Stored data entries —
=======
//! CSV exports and the date periods they cover.

pub mod csv;

pub use self::csv::{attendance_log_csv, monthly_summary_csv};

use crate::common::{AttendanceError, Result};
use crate::storage::{month_bounds, AttendanceFilter};
use chrono::{Datelike, NaiveDate};

pub const LOG_FILENAME: &str = "attendance_report.csv";

/// Date range a report or log query covers.
#[derive(Debug, Clone, Copy, PartialEq, Eq, Default)]
pub enum ReportPeriod {
    #[default]
    All,
    Day(NaiveDate),
    Month { year: i32, month: u32 },
    Range { from: Option<NaiveDate>, to: Option<NaiveDate> },
}

impl ReportPeriod {
    /// Build from query parameters. `date`, `month` and `from`/`to` are
    /// mutually exclusive; none of them means the whole history.
    pub fn from_params(
        date: Option<&str>,
        month: Option<&str>,
        from: Option<&str>,
        to: Option<&str>,
    ) -> Result<Self> {
        let ranged = from.is_some() || to.is_some();
        let given = [date.is_some(), month.is_some(), ranged]
            .iter()
            .filter(|set| **set)
            .count();
        if given > 1 {
            return Err(AttendanceError::InvalidInput(
                "use only one of date, month or from/to".to_string(),
            ));
        }

        if let Some(date) = date {
            return Ok(ReportPeriod::Day(parse_date("date", date)?));
        }
        if let Some(month) = month {
            let (year, month) = parse_month(month)?;
            return Ok(ReportPeriod::Month { year, month });
        }
        if ranged {
            let from = from.map(|d| parse_date("from", d)).transpose()?;
            let to = to.map(|d| parse_date("to", d)).transpose()?;
            if let (Some(f), Some(t)) = (from, to) {
                if f > t {
                    return Err(AttendanceError::InvalidInput(format!(
                        "from ({}) is after to ({})",
                        f, t
                    )));
                }
            }
            return Ok(ReportPeriod::Range { from, to });
        }

        Ok(ReportPeriod::All)
    }

    /// Inclusive bounds; `None` is open-ended.
    pub fn bounds(&self) -> Result<(Option<NaiveDate>, Option<NaiveDate>)> {
        match *self {
            ReportPeriod::All => Ok((None, None)),
            ReportPeriod::Day(date) => Ok((Some(date), Some(date))),
            ReportPeriod::Month { year, month } => {
                let (first, last) = month_bounds(year, month)?;
                Ok((Some(first), Some(last)))
            }
            ReportPeriod::Range { from, to } => Ok((from, to)),
        }
    }

    pub fn to_filter(&self, student_id: Option<String>) -> Result<AttendanceFilter> {
        let (from, to) = self.bounds()?;
        Ok(AttendanceFilter {
            from,
            to,
            student_id,
            limit: None,
        })
    }
}

pub fn parse_date(field: &str, value: &str) -> Result<NaiveDate> {
    NaiveDate::parse_from_str(value.trim(), "%Y-%m-%d").map_err(|_| {
        AttendanceError::InvalidInput(format!("{} must be YYYY-MM-DD, got '{}'", field, value))
    })
}

/// Parse `YYYY-MM` into (year, month).
pub fn parse_month(value: &str) -> Result<(i32, u32)> {
    let first = NaiveDate::parse_from_str(&format!("{}-01", value.trim()), "%Y-%m-%d")
        .map_err(|_| {
            AttendanceError::InvalidInput(format!("month must be YYYY-MM, got '{}'", value))
        })?;
    Ok((first.year(), first.month()))
}

pub fn summary_filename(year: i32, month: u32) -> String {
    format!("attendance_summary_{}-{:02}.csv", year, month)
}

#[cfg(test)]
mod tests {
    use super::*;

    fn d(y: i32, m: u32, day: u32) -> NaiveDate {
        NaiveDate::from_ymd_opt(y, m, day).unwrap()
    }

    #[test]
    fn no_params_means_everything() {
        let period = ReportPeriod::from_params(None, None, None, None).unwrap();
        assert_eq!(period, ReportPeriod::All);
        assert_eq!(period.bounds().unwrap(), (None, None));
    }

    #[test]
    fn single_day_and_month() {
        let day = ReportPeriod::from_params(Some("2026-10-05"), None, None, None).unwrap();
        assert_eq!(day.bounds().unwrap(), (Some(d(2026, 10, 5)), Some(d(2026, 10, 5))));

        let month = ReportPeriod::from_params(None, Some("2026-02"), None, None).unwrap();
        assert_eq!(month, ReportPeriod::Month { year: 2026, month: 2 });
        assert_eq!(month.bounds().unwrap(), (Some(d(2026, 2, 1)), Some(d(2026, 2, 28))));
    }

    #[test]
    fn open_ended_range() {
        let period = ReportPeriod::from_params(None, None, Some("2026-10-01"), None).unwrap();
        let filter = period.to_filter(Some("S1".into())).unwrap();
        assert_eq!(filter.from, Some(d(2026, 10, 1)));
        assert_eq!(filter.to, None);
        assert_eq!(filter.student_id.as_deref(), Some("S1"));
    }

    #[test]
    fn rejects_bad_input() {
        assert!(ReportPeriod::from_params(Some("05/10/2026"), None, None, None).is_err());
        assert!(ReportPeriod::from_params(None, Some("2026-13"), None, None).is_err());
        assert!(ReportPeriod::from_params(Some("2026-10-05"), Some("2026-10"), None, None).is_err());
        assert!(
            ReportPeriod::from_params(None, None, Some("2026-10-09"), Some("2026-10-01")).is_err()
        );
    }

    #[test]
    fn summary_filename_pads_month() {
        assert_eq!(summary_filename(2026, 3), "attendance_summary_2026-03.csv");
    }
}
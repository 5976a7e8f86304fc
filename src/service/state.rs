use crate::common::{AttendanceError, Config, Result};
use crate::core::pipeline::{self, RecognitionPipeline};
use crate::core::{FaceEngine, Gallery, SharedGallery};
use crate::service::error::ApiError;
use crate::service::live::FrameReceiver;
use crate::storage::AttendanceStore;
use std::path::PathBuf;
use std::sync::{Arc, Mutex, MutexGuard};

/// Shared handles for every handler and the camera thread.
#[derive(Clone)]
pub struct AppState {
    pub config: Arc<Config>,
    pub store: Arc<Mutex<AttendanceStore>>,
    pub gallery: Arc<SharedGallery>,
    pub pipeline: Arc<RecognitionPipeline>,
    pub photos_dir: Option<PathBuf>,
    pub live: Option<FrameReceiver>,
}

impl AppState {
    /// Build state and load the gallery from the store.
    pub fn new(
        config: Config,
        store: AttendanceStore,
        engine: Arc<dyn FaceEngine>,
        photos_dir: Option<PathBuf>,
    ) -> Result<Self> {
        let gallery = SharedGallery::default();
        pipeline::reload_gallery(&store, &gallery)?;
        let pipeline = RecognitionPipeline::new(engine, &config)?;

        Ok(Self {
            config: Arc::new(config),
            store: Arc::new(Mutex::new(store)),
            gallery: Arc::new(gallery),
            pipeline: Arc::new(pipeline),
            photos_dir,
            live: None,
        })
    }

    pub fn with_live_feed(mut self, receiver: FrameReceiver) -> Self {
        self.live = Some(receiver);
        self
    }

    pub fn store(&self) -> Result<MutexGuard<'_, AttendanceStore>> {
        self.store
            .lock()
            .map_err(|_| AttendanceError::Storage("store lock poisoned".to_string()))
    }

    /// Current gallery. Safe to hold while locking the store.
    pub fn gallery(&self) -> Result<Arc<Gallery>> {
        self.gallery.snapshot()
    }

    /// The live feed, if the camera thread is still publishing frames.
    pub fn live_feed(&self) -> Option<FrameReceiver> {
        self.live
            .as_ref()
            .filter(|receiver| receiver.has_changed().is_ok())
            .cloned()
    }

    pub fn engine(&self) -> &dyn FaceEngine {
        self.pipeline.engine().as_ref()
    }

    /// Run store or model work off the async executor.
    pub async fn blocking<F, T>(&self, f: F) -> std::result::Result<T, ApiError>
    where
        F: FnOnce(&AppState) -> Result<T> + Send + 'static,
        T: Send + 'static,
    {
        let state = self.clone();
        tokio::task::spawn_blocking(move || f(&state))
            .await
            .map_err(|e| ApiError::internal(format!("blocking task failed: {}", e)))?
            .map_err(ApiError::from)
    }
}
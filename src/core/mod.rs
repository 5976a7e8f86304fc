pub mod annotate;
pub mod detector;
pub mod engine;
pub mod matcher;
pub mod onnx;
pub mod pipeline;
pub mod quality;
pub mod recognizer;

pub use detector::{FaceBox, FaceDetector};
pub use engine::{FaceEngine, OnnxFaceEngine};
pub use matcher::{Gallery, GalleryEntry, Match, SharedGallery};
pub use pipeline::{FaceOutcome, FrameReport, RecognitionPipeline, Registration};
pub use quality::QualityMetrics;
pub use recognizer::{cosine_similarity, Embedding, FaceRecognizer};
use directories::ProjectDirs;
use std::fs;
use std::path::{Path, PathBuf};

pub fn system_data_dir() -> PathBuf {
    PathBuf::from("/var/lib/face-attendance")
}

pub fn system_config_file() -> PathBuf {
    PathBuf::from("/etc/face-attendance/attendance.toml")
}

pub fn system_models_dir() -> PathBuf {
    PathBuf::from("/usr/share/face-attendance/models")
}

/// Per-user data directory, e.g. `~/.local/share/face-attendance`.
pub fn user_data_dir() -> Option<PathBuf> {
    ProjectDirs::from("org", "face-attendance", "face-attendance").map(|dirs| dirs.data_dir().to_path_buf())
}

/// The system data directory when it is usable, the per-user one otherwise.
pub fn data_dir() -> PathBuf {
    let system = system_data_dir();
    if fs::create_dir_all(&system).is_ok() && is_writable(&system) {
        return system;
    }

    match user_data_dir() {
        Some(dir) => {
            tracing::debug!("{} not writable, using {}", system.display(), dir.display());
            dir
        }
        None => system,
    }
}

fn is_writable(dir: &Path) -> bool {
    let marker = dir.join(".write-test");
    let ok = fs::File::create(&marker).is_ok();
    let _ = fs::remove_file(&marker);
    ok
}

#[cfg(test)]
mod tests {
    use super::*;

    #[test]
    fn writable_check() {
        let dir = tempfile::tempdir().unwrap();
        assert!(is_writable(dir.path()));
        assert!(!is_writable(&dir.path().join("missing")));
    }
}
//! Manifest compiler.
//!
//! Turns `aiui.yaml` plus the docs directory into the three runtime
//! manifests (`ui-config.json`, `docs-nav.json`, `route-manifest.json`).

use std::collections::BTreeMap;
use std::fs;
use std::path::{Path, PathBuf};

use aiui_manifest::{
    ComponentEntry, Config, NavTree, RouteEntry, RouteManifest, SiteInfo, SlotMap, SlotRef,
    TemplateConfig, UiConfig, DOCS_NAV, ROUTE_MANIFEST, UI_CONFIG,
};
use serde::Serialize;
use walkdir::WalkDir;

use crate::nav_builder::{page_path, NavBuilder};
use crate::plugins::PluginManager;
use crate::scanner::DocsScanner;
use crate::validate::validate_config;

/// Output of a successful compile.
#[derive(Debug, Clone, Default)]
pub struct CompileResult {
    /// Files written, relative to the output directory
    pub files: Vec<String>,

    /// Page path to its Markdown source
    pub pages: BTreeMap<String, PathBuf>,
}

/// Errors that can occur while compiling manifests.
#[derive(Debug, thiserror::Error)]
pub enum CompileError {
    #[error("Validation failed: {}", .0.join("; "))]
    Validation(Vec<String>),

    #[error("Failed to read: {0}")]
    Read(String),

    #[error("Failed to write output: {0}")]
    Write(String),

    #[error("Failed to serialize {0}: {1}")]
    Serialize(String, String),
}

static NO_PLUGINS: PluginManager = PluginManager::new();

/// Compiles a config into manifests.
#[derive(Debug)]
pub struct Compiler<'a> {
    config: &'a Config,
    base_dir: &'a Path,
    plugins: &'a PluginManager,
}

impl<'a> Compiler<'a> {
    /// `base_dir` is where relative content paths are resolved, usually the
    /// directory containing `aiui.yaml`.
    pub fn new(config: &'a Config, base_dir: &'a Path) -> Self {
        Self {
            config,
            base_dir,
            plugins: &NO_PLUGINS,
        }
    }

    /// Run `plugins` hooks at each compile stage.
    pub fn with_plugins(mut self, plugins: &'a PluginManager) -> Self {
        self.plugins = plugins;
        self
    }

    pub fn compile(&self, output_dir: &Path, minify: bool) -> Result<CompileResult, CompileError> {
        if self.plugins.is_empty() {
            return self.write_manifests(output_dir, minify);
        }

        let config = self.plugins.config_loaded(self.config.clone());
        let result = Compiler {
            config: &config,
            base_dir: self.base_dir,
            plugins: self.plugins,
        }
        .write_manifests(output_dir, minify)?;

        Ok(self.plugins.compile_complete(result))
    }

    fn write_manifests(
        &self,
        output_dir: &Path,
        minify: bool,
    ) -> Result<CompileResult, CompileError> {
        let report = validate_config(self.config, self.base_dir);
        if !report.is_valid() {
            return Err(CompileError::Validation(report.messages()));
        }

        fs::create_dir_all(output_dir).map_err(|e| CompileError::Write(e.to_string()))?;

        let mut result = CompileResult::default();

        write_json(&output_dir.join(UI_CONFIG), &self.ui_config(), minify)?;
        result.files.push(UI_CONFIG.to_string());

        let (nav, pages) = self.docs_nav()?;
        write_json(&output_dir.join(DOCS_NAV), &nav, minify)?;
        result.files.push(DOCS_NAV.to_string());
        result.pages = pages;

        write_json(&output_dir.join(ROUTE_MANIFEST), &self.route_manifest(), minify)?;
        result.files.push(ROUTE_MANIFEST.to_string());

        if let Some(docs) = self.config.docs() {
            let copied = copy_tree(&self.base_dir.join(&docs.dir), &output_dir.join("docs"))?;
            tracing::debug!("Copied {} docs files", copied);
            result.files.push("docs/".to_string());
        }

        tracing::info!(
            "Compiled {} routes, {} pages into {}",
            self.config.routes.len(),
            result.pages.len(),
            output_dir.display()
        );

        Ok(result)
    }

    /// The `ui-config.json` document.
    pub fn ui_config(&self) -> UiConfig {
        let site = &self.config.site;

        UiConfig {
            site: SiteInfo {
                title: site.title.clone(),
                description: site.description.clone(),
                route_base_docs: Some(site.route_base_docs.clone()),
                theme: site.theme.clone(),
            },
            components: self
                .config
                .components
                .iter()
                .map(|(name, c)| {
                    (
                        name.clone(),
                        ComponentEntry {
                            kind: Some(c.kind.clone()),
                            props: c.props.clone(),
                        },
                    )
                })
                .collect(),
            templates: self
                .config
                .templates
                .iter()
                .map(|(name, t)| {
                    (
                        name.clone(),
                        TemplateConfig {
                            layout: t.layout.clone(),
                            slots: normalize_slots(&t.slots),
                            zones: t.zones.clone(),
                        },
                    )
                })
                .collect(),
            seo: self.config.seo.clone(),
            i18n: self.config.i18n.clone(),
            a11y: self.config.a11y.clone(),
        }
    }

    /// The `route-manifest.json` document. Earlier routes get higher priority.
    pub fn route_manifest(&self) -> RouteManifest {
        let count = self.config.routes.len();

        RouteManifest {
            routes: self
                .config
                .routes
                .iter()
                .enumerate()
                .map(|(index, route)| RouteEntry {
                    pattern: route.pattern.clone(),
                    template: route.template.clone(),
                    priority: (count - index) as i64,
                    slot_overrides: route
                        .slots
                        .as_ref()
                        .filter(|s| !s.is_empty())
                        .map(normalize_slots),
                })
                .collect(),
        }
    }

    /// The `docs-nav.json` document and the page-to-source map.
    fn docs_nav(&self) -> Result<(NavTree, BTreeMap<String, PathBuf>), CompileError> {
        let Some(docs) = self.config.docs() else {
            return Ok((self.plugins.nav_built(NavTree::default()), BTreeMap::new()));
        };

        let scanner = DocsScanner::new(self.base_dir.join(&docs.dir), docs);
        let pages = self.plugins.scan_complete(scanner.scan()?);

        let route_base = &self.config.site.route_base_docs;
        let nav = self.plugins.nav_built(NavBuilder::new(&pages, route_base).build());
        let sources = pages
            .into_iter()
            .map(|p| (page_path(route_base, &p.slug), p.source))
            .collect();

        Ok((nav, sources))
    }
}

/// A slot keeps only its `ref` when it has one, else its `type`; a slot
/// with neither is empty.
fn normalize_slots(slots: &SlotMap) -> SlotMap {
    slots
        .iter()
        .map(|(name, slot)| {
            let normalized = slot.as_ref().and_then(|s| match (&s.reference, &s.kind) {
                (Some(reference), _) => Some(SlotRef::reference(reference.as_str())),
                (None, Some(kind)) => Some(SlotRef::kind(kind.as_str())),
                (None, None) => None,
            });
            (name.clone(), normalized)
        })
        .collect()
}

fn write_json<T: Serialize>(path: &Path, value: &T, minify: bool) -> Result<(), CompileError> {
    let name = path.display().to_string();
    let json = if minify {
        serde_json::to_string(value)
    } else {
        serde_json::to_string_pretty(value)
    }
    .map_err(|e| CompileError::Serialize(name.clone(), e.to_string()))?;

    fs::write(path, json).map_err(|e| CompileError::Write(format!("{}: {}", name, e)))
}

/// Replace `dest` with a copy of `src`. Returns the number of files copied.
fn copy_tree(src: &Path, dest: &Path) -> Result<usize, CompileError> {
    if dest.exists() {
        fs::remove_dir_all(dest).map_err(|e| CompileError::Write(e.to_string()))?;
    }

    let mut copied = 0;
    for entry in WalkDir::new(src).into_iter().filter_map(|e| e.ok()) {
        let relative = entry.path().strip_prefix(src).unwrap_or(entry.path());
        let target = dest.join(relative);

        if entry.file_type().is_dir() {
            fs::create_dir_all(&target).map_err(|e| CompileError::Write(e.to_string()))?;
        } else if entry.file_type().is_file() {
            fs::copy(entry.path(), &target).map_err(|e| {
                CompileError::Write(format!("{}: {}", target.display(), e))
            })?;
            copied += 1;
        }
    }

    Ok(copied)
}
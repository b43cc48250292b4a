//! Config compiler and static site generator for aiui.
//!
//! Compiles `aiui.yaml` and a docs directory into the three JSON
//! manifests, then renders every page through the resolution engine.

pub mod assets;
pub mod builder;
pub mod compiler;
pub mod nav_builder;
pub mod page;
pub mod plugins;
pub mod scanner;
pub mod slots;
pub mod templates;
pub mod validate;

pub use builder::{page_output_path, BuildConfig, BuildError, BuildResult, StaticBuilder};
pub use compiler::{CompileError, CompileResult, Compiler};
pub use page::{read_document, PageRenderer};
pub use plugins::{Plugin, PluginError, PluginManager};
pub use scanner::{DocPage, DocsScanner};
pub use templates::TemplateEngine;
pub use validate::{validate_config, IssueCategory, ValidationIssue, ValidationReport};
=======
Instructions for the task —
Only one stretch of the entries above is wanted: the lines from the one containing "let pages = self.plugins.scan_complete(scanner.scan()?);" through the one containing "A slot keeps". Please reproduce it exactly.

Finished task —
        let pages = self.plugins.scan_complete(scanner.scan()?);

        let route_base = &self.config.site.route_base_docs;
        let nav = self.plugins.nav_built(NavBuilder::new(&pages, route_base).build());
        let sources = pages
            .into_iter()
            .map(|p| (page_path(route_base, &p.slug), p.source))
            .collect();

        Ok((nav, sources))
    }
}

/// A slot keeps only its `ref` when it has one, else its `type`; a slot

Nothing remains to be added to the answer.